Short story by Guy de Maupassant

"The Marquis de Fumerol" ( French: "Le Marquis de Fumerol") is a short story by French author Guy de Maupassant, first published in the newspaper Gil Blas on January 17, 1887. The story is a satirical commentary on the clash between religious tradition and secular values in 19th-century France.

==Plot summary==
The story is narrated by Roger de Tourneville, who recounts the events surrounding the death of his uncle, the Marquis de Fumerol. The Marquis, an atheist and republican, is dying, and Roger's parents are determined to have him receive the last rites to avoid scandal.

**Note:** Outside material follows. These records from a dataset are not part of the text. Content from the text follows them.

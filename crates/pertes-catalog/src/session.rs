//! Session - the UI state machine over a catalog
//!
//! ```text
//!            toggle_mode (clears search)
//!   Browse ◀──────────────────────────────▶ Edit
//!     │                                       │
//!     │ activate                              │ activate / open_add
//!     ▼                                       ▼
//!   Detail ── close_detail ──▶ ·            Form ── request_delete ──▶ ConfirmDelete
//!                                             ▲                          │     │
//!                                             └──────── cancel_delete ───┘     │
//!                                      submit / close_form / confirm_delete ───┘
//! ```
//!
//! Every state change that mutates the catalog is funneled through
//! [`Catalog`]; failures become a [`Notice`] in addition to being returned.

use crate::catalog::Catalog;
use crate::config::{CatalogConfig, RenderConfig};
use crate::error::{CatalogError, CatalogResult};
use crate::form::{FormMode, ProductForm, Submission};
use crate::notice::{Notice, DEFAULT_NOTICE_TTL};
use crate::query::filter_by_search;
use crate::view::{project, route, ItemEvent, Mode, ModeChrome, RenderOptions, Route, ViewItem};
use pertes_model::ProductId;
use pertes_store::StorageSlot;
use std::time::{Duration, Instant};

/// Modal overlay currently open
#[derive(Debug, Clone, PartialEq, Eq)]
pub enum Overlay {
    /// Large barcode of one product
    Detail(ProductId),
    /// Add or edit form
    Form(ProductForm),
    /// Deletion confirmation; the form comes back on cancel
    ConfirmDelete {
        form: ProductForm,
        product_name: String,
    },
}

/// Everything needed to draw the large barcode
#[derive(Debug, Clone, PartialEq, Eq)]
pub struct BarcodeDetail {
    /// Product shown
    pub id: ProductId,
    /// Caption above the barcode
    pub name: String,
    /// Barcode text to encode
    pub barcode: String,
    /// Large-size render options
    pub options: RenderOptions,
}

/// Interactive state over a catalog
#[derive(Debug)]
pub struct Session<S> {
    catalog: Catalog<S>,
    mode: Mode,
    query: String,
    overlay: Option<Overlay>,
    notice: Option<(Notice, Instant)>,
    render: RenderConfig,
    notice_ttl: Duration,
}

impl<S: StorageSlot> Session<S> {
    /// Start a browse-mode session with default settings
    #[must_use]
    pub fn new(catalog: Catalog<S>) -> Self {
        Self {
            catalog,
            mode: Mode::Browse,
            query: String::new(),
            overlay: None,
            notice: None,
            render: RenderConfig::default(),
            notice_ttl: DEFAULT_NOTICE_TTL,
        }
    }

    /// Start a session using the render and notice settings of `config`
    #[must_use]
    pub fn with_config(catalog: Catalog<S>, config: &CatalogConfig) -> Self {
        Self {
            render: config.render,
            notice_ttl: config.notice_ttl(),
            ..Self::new(catalog)
        }
    }

    /// Underlying catalog
    #[inline]
    #[must_use]
    pub fn catalog(&self) -> &Catalog<S> {
        &self.catalog
    }

    /// Current mode
    #[inline]
    #[must_use]
    pub fn mode(&self) -> Mode {
        self.mode
    }

    /// Global controls for the current mode
    #[inline]
    #[must_use]
    pub fn chrome(&self) -> ModeChrome {
        self.mode.chrome()
    }

    /// Active search query
    #[inline]
    #[must_use]
    pub fn query(&self) -> &str {
        &self.query
    }

    /// Open overlay, if any
    #[inline]
    #[must_use]
    pub fn overlay(&self) -> Option<&Overlay> {
        self.overlay.as_ref()
    }

    /// Switch between browse and edit; the search query does not survive
    pub fn toggle_mode(&mut self) -> Mode {
        self.mode = self.mode.toggled();
        self.query.clear();
        tracing::debug!(mode = ?self.mode, "mode switched");
        self.mode
    }

    /// Switch to `mode` if not already there
    pub fn set_mode(&mut self, mode: Mode) {
        if self.mode != mode {
            self.toggle_mode();
        }
    }

    /// Replace the search query
    pub fn set_query(&mut self, query: impl Into<String>) {
        self.query = query.into();
    }

    /// Items currently shown: search filter, then mode projection and sort
    #[must_use]
    pub fn view(&self) -> Vec<ViewItem> {
        project(filter_by_search(self.catalog.products(), &self.query), self.mode)
    }

    /// Render options for list items
    #[inline]
    #[must_use]
    pub fn list_options(&self) -> RenderOptions {
        RenderOptions::list(&self.render)
    }

    /// Dispatch an event on a shown item
    ///
    /// Items not in the current view are ignored.
    ///
    /// # Errors
    /// Returns the store error if a visibility toggle could not be persisted
    pub fn handle(&mut self, id: &ProductId, event: ItemEvent) -> CatalogResult<Option<Route>> {
        let Some(item) = self.view().into_iter().find(|item| &item.id == id) else {
            return Ok(None);
        };
        let Some(target) = route(self.mode, &item, event) else {
            return Ok(None);
        };

        match &target {
            Route::ShowBarcode(id) => {
                self.open_detail(id);
            }
            Route::OpenEditor(id) => {
                self.open_edit(id);
            }
            Route::ToggleVisibility(id) => {
                let result = self.catalog.toggle_visibility(id);
                self.surface(result.map_err(CatalogError::from))?;
            }
        }
        Ok(Some(target))
    }

    /// Open the large barcode for `id`
    pub fn open_detail(&mut self, id: &ProductId) -> Option<BarcodeDetail> {
        let detail = self.detail(id)?;
        self.overlay = Some(Overlay::Detail(id.clone()));
        Some(detail)
    }

    /// Large barcode data for `id`
    #[must_use]
    pub fn detail(&self, id: &ProductId) -> Option<BarcodeDetail> {
        let product = self.catalog.get(id)?;
        Some(BarcodeDetail {
            id: id.clone(),
            name: product.name().to_string(),
            barcode: product.barcode().to_string(),
            options: RenderOptions::detail(&self.render),
        })
    }

    /// Dismiss the barcode detail
    pub fn close_detail(&mut self) {
        if matches!(self.overlay, Some(Overlay::Detail(_))) {
            self.overlay = None;
        }
    }

    /// Open an empty add form; only available in edit mode
    pub fn open_add(&mut self) -> bool {
        if !self.chrome().show_add {
            return false;
        }
        self.overlay = Some(Overlay::Form(ProductForm::add()));
        true
    }

    /// Open the edit form for `id`
    pub fn open_edit(&mut self, id: &ProductId) -> bool {
        let Some(product) = self.catalog.get(id) else {
            return false;
        };
        self.overlay = Some(Overlay::Form(ProductForm::edit(product)));
        true
    }

    /// Open form, if any
    pub fn form_mut(&mut self) -> Option<&mut ProductForm> {
        match &mut self.overlay {
            Some(Overlay::Form(form)) => Some(form),
            _ => None,
        }
    }

    /// Close the form without saving
    pub fn close_form(&mut self) {
        if matches!(self.overlay, Some(Overlay::Form(_))) {
            self.overlay = None;
        }
    }

    /// Fill in the open form and save it
    ///
    /// On a validation failure the form stays open with the field flagged.
    /// Once validation passes the form closes, whether or not the write is
    /// accepted by storage. Without an open form this does nothing.
    ///
    /// # Errors
    /// - `CatalogError::Validation` if the inputs are rejected
    /// - `CatalogError::Store` if the change could not be persisted
    pub fn submit_form(&mut self, name: &str, barcode: &str) -> CatalogResult<()> {
        let products = self.catalog.products();
        let Some(Overlay::Form(form)) = &mut self.overlay else {
            return Ok(());
        };
        form.set_name(name);
        form.set_barcode(barcode);

        let submission = match form.validate(products) {
            Ok(submission) => submission,
            Err(e) => return self.surface(Err(CatalogError::from(e))),
        };

        self.overlay = None;
        let result = self.apply(submission);
        self.surface(result)
    }

    fn apply(&mut self, submission: Submission) -> CatalogResult<()> {
        let Submission {
            mode,
            name,
            barcode,
        } = submission;
        match mode {
            FormMode::Add => self.catalog.add_product(&name, &barcode).map(drop)?,
            FormMode::Edit(id) => self.catalog.rename_or_recode(&id, &name, &barcode)?,
        }
        Ok(())
    }

    /// Ask for confirmation before deleting the product being edited
    pub fn request_delete(&mut self) -> bool {
        let Some(Overlay::Form(form)) = self.overlay.take() else {
            return false;
        };
        let FormMode::Edit(id) = form.mode() else {
            self.overlay = Some(Overlay::Form(form));
            return false;
        };
        let Some(product_name) = self.catalog.get(id).map(|p| p.name().to_string()) else {
            self.overlay = Some(Overlay::Form(form));
            return false;
        };
        self.overlay = Some(Overlay::ConfirmDelete { form, product_name });
        true
    }

    /// Back out of the deletion prompt to the form
    pub fn cancel_delete(&mut self) {
        if let Some(Overlay::ConfirmDelete { form, .. }) = self.overlay.take() {
            self.overlay = Some(Overlay::Form(form));
        }
    }

    /// Delete the product named in the prompt and close prompt and form
    ///
    /// # Errors
    /// Returns the store error if the deletion could not be persisted
    pub fn confirm_delete(&mut self) -> CatalogResult<()> {
        let Some(Overlay::ConfirmDelete { form, .. }) = self.overlay.take() else {
            return Ok(());
        };
        let FormMode::Edit(id) = form.mode() else {
            return Ok(());
        };
        let result = self.catalog.delete_product(id);
        self.surface(result.map_err(CatalogError::from))
    }

    /// Retry persisting after an earlier rejection
    ///
    /// # Errors
    /// Returns the store error if storage still rejects the write
    pub fn flush(&mut self) -> CatalogResult<()> {
        let result = self.catalog.flush();
        self.surface(result.map_err(CatalogError::from))
    }

    /// Notice still on screen at `now`
    #[must_use]
    pub fn notice_at(&self, now: Instant) -> Option<&Notice> {
        self.notice
            .as_ref()
            .filter(|(notice, shown_at)| !notice.is_expired(*shown_at, now))
            .map(|(notice, _)| notice)
    }

    /// Notice still on screen
    #[inline]
    #[must_use]
    pub fn notice(&self) -> Option<&Notice> {
        self.notice_at(Instant::now())
    }

    /// Take the current notice, dismissing it
    pub fn take_notice(&mut self) -> Option<Notice> {
        self.notice.take().map(|(notice, _)| notice)
    }

    /// Raise a notice for an error result and pass the result through
    fn surface<T>(&mut self, result: CatalogResult<T>) -> CatalogResult<T> {
        if let Err(e) = &result {
            let notice = Notice::from(e).with_ttl(self.notice_ttl);
            tracing::debug!(message = notice.message(), "notice raised");
            self.notice = Some((notice, Instant::now()));
        }
        result
    }
}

Roger, his mother, and a priest named Abbe Poivron attempt to visit the dying Marquis. They encounter various obstacles, including the Marquis's servant Melanie and two young women who are with him. Despite their efforts, the Marquis initially refuses to see the priest.

The situation becomes farcical when a Protestant minister also attempts to visit the Marquis, leading to a comical confrontation. Eventually, the Marquis dies, and Roger's mother believes he recognized her in his final moments.

The story concludes with a grand funeral for the Marquis, complete with speeches praising his return to faith, despite the reality of the situation.

==Themes==
"The Marquis de Fumerol" explores several themes:

- The hypocrisy of social conventions
- The conflict between traditional religious values and secular ideals
- The absurdity of death rituals
- The lengths people will go to maintain appearances
- The satirical portrayal of the aristocracy and clergy

==Literary significance and reception==
The story is considered one of Maupassant's satirical masterpieces, showcasing his wit and keen observation of societal norms. It exemplifies his ability to blend humor with social commentary, a characteristic that made him one of the most popular short story writers of his time.

==Publication history==
"The Marquis de Fumerol" was first published in the newspaper Gil Blas on January 17, 1887. It was later included in Maupassant's short story collection La Main gauche in 1889. The story has since been republished in various collections and as a standalone work.

==Adaptations==
===Television===
The story was adapted for an episode of the Indian television series Katha Sagar ("A Sea of Stories"), which aired on DD National in 1986. The episode, titled "Zamana" (meaning "Era" or "Times" in Hindi), was directed by A. Salam and based on "The Marquis de Fumerol". Katha Sagar featured adaptations of stories by international authors including Katherine Mansfield, Leo Tolstoy, O. Henry, and Anton Chekhov.

===Other media===
- The story has been adapted into audiobook format and is available on various platforms.
- An illustration for "The Marquis de Fumerol" was created by Jean-François Raffaëlli as part of a series of illustrations for Maupassant's stories.